- What the task requires -
The records follow. Filter them to the lines that hold "zones".
━━━━━ Available data
// This file is part of the terraform-provider-huaweicloud project
//
// Copyright (C) ANEO, 2024-2024. All rights reserved.
//
// Licensed under the Apache License, Version 2.0 (the "License")
// you may not use this file except in compliance with the License.
// You may obtain a copy of the License at
//
//     http://www.apache.org/licenses/LICENSE-2.0
//
// Unless required by applicable law or agreed to in writing, software
// distributed under the License is distributed on an "AS IS" BASIS,
// WITHOUT WARRANTIES OR CONDITIONS OF ANY KIND, either express or implied.
// See the License for the specific language governing permissions and
// limitations under the License.

use async_trait::async_trait;

use tf_provider::{AttributePath, Diagnostics};
use tf_provider::value::Value;

use crate::utils::{is_ip, strings, WithValidate};

use super::instance::is_hour_minute;
use super::state::{RdsBackupState, RdsInstanceState};

const REPLICATION_MODES: &[&str] = &["async", "sync", "semisync"];

#[async_trait]
impl WithValidate for RdsInstanceState<'_> {
    async fn validate(&self, diags: &mut Diagnostics, attr_path: AttributePath) {
        if let Value::Value(zones) = &self.availability_zone {
            if zones.is_empty() {
                diags.error_short(
                    "At least one availability zone is required",
                    attr_path.clone().attribute("availability_zone"),
                );
            }
        }
        if strings(&self.availability_zone).iter().any(|zone| zone.is_empty()) {
            diags.error_short(
                "Availability zones cannot be empty",
                attr_path.clone().attribute("availability_zone"),
            );
        }

        if let Value::Value(mode) = &self.ha_replication_mode {
            if !REPLICATION_MODES.contains(&mode.as_ref()) {
                diags.error(
                    "Invalid value",
                    format!("`{mode}` is not one of: {}", REPLICATION_MODES.join(", ")),
                    attr_path.clone().attribute("ha_replication_mode"),
                );
            }
        }

        if let Value::Value(ip) = &self.fixed_ip {
            if !is_ip(ip) {
                diags.error(
                    "Invalid IP address",
                    format!("`{ip}` is not a valid IP address"),
                    attr_path.clone().attribute("fixed_ip"),
                );
            }
        }

        for (name, value) in [
            ("maintain_begin", &self.maintain_begin),
            ("maintain_end", &self.maintain_end),
        ] {
            if let Value::Value(value) = value {
                if !is_hour_minute(value) {
                    diags.error(
                        "Invalid maintenance window",
                        format!("`{value}` is not formatted as HH:MM"),
                        attr_path.clone().attribute(name),
                    );
                }
            }
        }
        if self.maintain_begin.is_value() != self.maintain_end.is_value()
            && !self.maintain_begin.is_unknown()
            && !self.maintain_end.is_unknown()
        {
            diags.error_short(
                "`maintain_begin` and `maintain_end` must be set together",
                attr_path.clone().attribute("maintain_end"),
            );
        }

        if let Value::Value(volume) = &self.volume {
            if let Value::Value(size) = volume.size {
                if !(40..=4000).contains(&size) || size % 10 != 0 {
                    diags.error(
                        "Invalid volume size",
                        format!("Volume size must be a multiple of 10 between 40 and 4000, got {size}"),
                        attr_path.clone().attribute("volume").attribute("size"),
                    );
                }
            }
        }

        if let Value::Value(backup) = &self.backup_strategy {
            if let Value::Value(keep_days) = backup.keep_days {
                if !(0..=732).contains(&keep_days) {
                    diags.error(
                        "Invalid retention",
                        format!("Backups can be kept between 0 and 732 days, got {keep_days}"),
                        attr_path.attribute("backup_strategy").index(0).attribute("keep_days"),
                    );
                }
            }
        }
    }
}

#[async_trait]
impl WithValidate for RdsBackupState<'_> {
    async fn validate(&self, diags: &mut Diagnostics, attr_path: AttributePath) {
        if let Value::Value(name) = &self.name {
            let valid = (4..=64).contains(&name.len())
                && name.starts_with(|c: char| c.is_ascii_alphabetic())
                && name
                    .chars()
                    .all(|c| c.is_ascii_alphanumeric() || c == '-' || c == '_');
            if !valid {
                diags.error(
                    "Invalid backup name",
                    "The name must start with a letter and contain 4 to 64 letters, digits, hyphens or underscores",
                    attr_path.attribute("name"),
                );
            }
        }
    }
}

#[cfg(test)]
mod tests {
    use super::*;
    use crate::rds::state::VolumeBlock;

    fn instance() -> RdsInstanceState<'static> {
        RdsInstanceState {
            name: "db".into(),
            availability_zone: Value::Value(vec!["cn-north-4a".into()]),
            volume: Value::Value(VolumeBlock {
                volume_type: "CLOUDSSD".into(),
                size: Value::Value(40),
                ..Default::default()
            }),
            ..Default::default()
        }
    }

    async fn errors<T: WithValidate + Sync>(state: T) -> usize {
        let mut diags = Diagnostics::default();
        state.validate(&mut diags, AttributePath::default()).await;
        diags.errors.len()
    }

    #[tokio::test]
    async fn valid_instance() {
        assert_eq!(errors(instance()).await, 0);
        let state = RdsInstanceState {
            ha_replication_mode: "semisync".into(),
            fixed_ip: "192.168.0.10".into(),
            maintain_begin: "02:00".into(),
            maintain_end: "06:00".into(),
            ..instance()
        };
        assert_eq!(errors(state).await, 0);
    }

    #[tokio::test]
    async fn invalid_instance() {
        let state = RdsInstanceState {
            availability_zone: Value::Value(vec![]),
            ha_replication_mode: "fast".into(),
            fixed_ip: "192.168.0".into(),
            maintain_begin: "25:00".into(),
            volume: Value::Value(VolumeBlock {
                size: Value::Value(45),
                ..Default::default()
            }),
            ..instance()
        };
        // zones, mode, ip, begin, begin without end, size
        assert_eq!(errors(state).await, 6);
    }

    #[tokio::test]
    async fn backup_name() {
        let backup = |name: &'static str| RdsBackupState {
            name: name.into(),
            ..Default::default()
        };
        assert_eq!(errors(backup("nightly_01")).await, 0);
        assert_eq!(errors(backup("01-nightly")).await, 1);
        assert_eq!(errors(backup("abc")).await, 1);
    }
}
━━━━━━━━━━
- Answer to the problem -
        if let Value::Value(zones) = &self.availability_zone {
            if zones.is_empty() {
                "Availability zones cannot be empty",
        // zones, mode, ip, begin, begin without end, size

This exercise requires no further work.